2. I Don’t Want to Meet Every Dog
Please hear this request, and honor it because it’s true. Not every dog wants to meet other dogs or people. Your dog would rather walk away and ignore the other dog than walk over and meet her. Do you greet everyone at the grocery store? I think not, and it should be the same for your dog.
Never drag your dog over and force her to meet other dogs. This is a recipe for disaster. Eventually, your dog will learn to act aggressively to stop you from forcing her to meet other dogs—and that’s a tough dog behavior to change.
3. I Like Choices
Choices are just as rewarding as food treats for dogs, and this applies to people too. Using positive reinforcement dog training to reward your dog for good choices is powerful and an extremely successful dog training technique.
Dogs hate force, yelling and physical corrections because they’re scary and confusing. I mean, do you like them? Your dog feels the same way too. How do you provide your dog more choices? Reward good behavior and redirect unwanted behavior.
4. I Can Bite
Every dog can bite—even small dogs. While small dogs may leave a smaller bite, it’s still dangerous behavior. All breeds of dogs, even mixed breeds, are capable of biting when they’re pushed too far. If someone is pushing, pulling, teasing or hitting you, then you have the right to defend yourself, right?
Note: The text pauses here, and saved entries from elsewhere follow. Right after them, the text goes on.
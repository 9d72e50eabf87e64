//! Stateless token exchange relay.

use axum::extract::State;
use sfjwt_oauth::TokenExchangeRequest;

use super::Relayed;
use crate::error::Result;
use crate::extract::JsonBody;
use crate::state::AppState;

/// `POST /api/auth/exchange`
///
/// Forwards `{jwt, audience}` to the audience's token endpoint and relays
/// the provider's status and body unchanged.
pub async fn exchange_handler(
    State(state): State<AppState>,
    JsonBody(request): JsonBody<TokenExchangeRequest>,
) -> Result<Relayed> {
    let response = state.relay.exchange_token(&request).await?;
    Ok(Relayed(response))
}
Dogs are not toys. They have teeth, and will defend themselves when pushed. Never allow anyone, including children, to pester dogs until they’re forced to defend themselves because it won’t end well.
5. I’m Not Spiteful
Studies have proven that dogs don’t feel spite. They’re not trying to punish you for leaving them home alone by chewing on your favorite shoes. Dogs chew your shoes because they were available to chew, and made of super soft leather, which is fun to chew. Dogs potty on rugs because they need to potty, or haven’t been taught to potty outside. Throw spite and vengeance away.
6. I Don’t Come With a Manual
Puppies and dogs are not pre-programmed with polite manners, and they certainly don’t come with a manual. If you want a well-behaved puppy, you should enroll her into a puppy group class and basic manners group class. Just like children, pet owners must teach puppies and dogs polite manners. There’s a saying in the dog training industry: Don’t complain, train. 🙂
7. When I’m Scared, Back Me Up
Everyone gets scared, including dogs. While dogs may look a bit different when they’re scared, always back up your dog’s choice. If your dog is fearful of a situation, leave the area immediately. When a person or dog is bullying your dog, speak up and say something. Dogs know and appreciate when their pet owners listen to their needs instead of fitting into social situations. When in doubt, leave. Your dog will love you for it!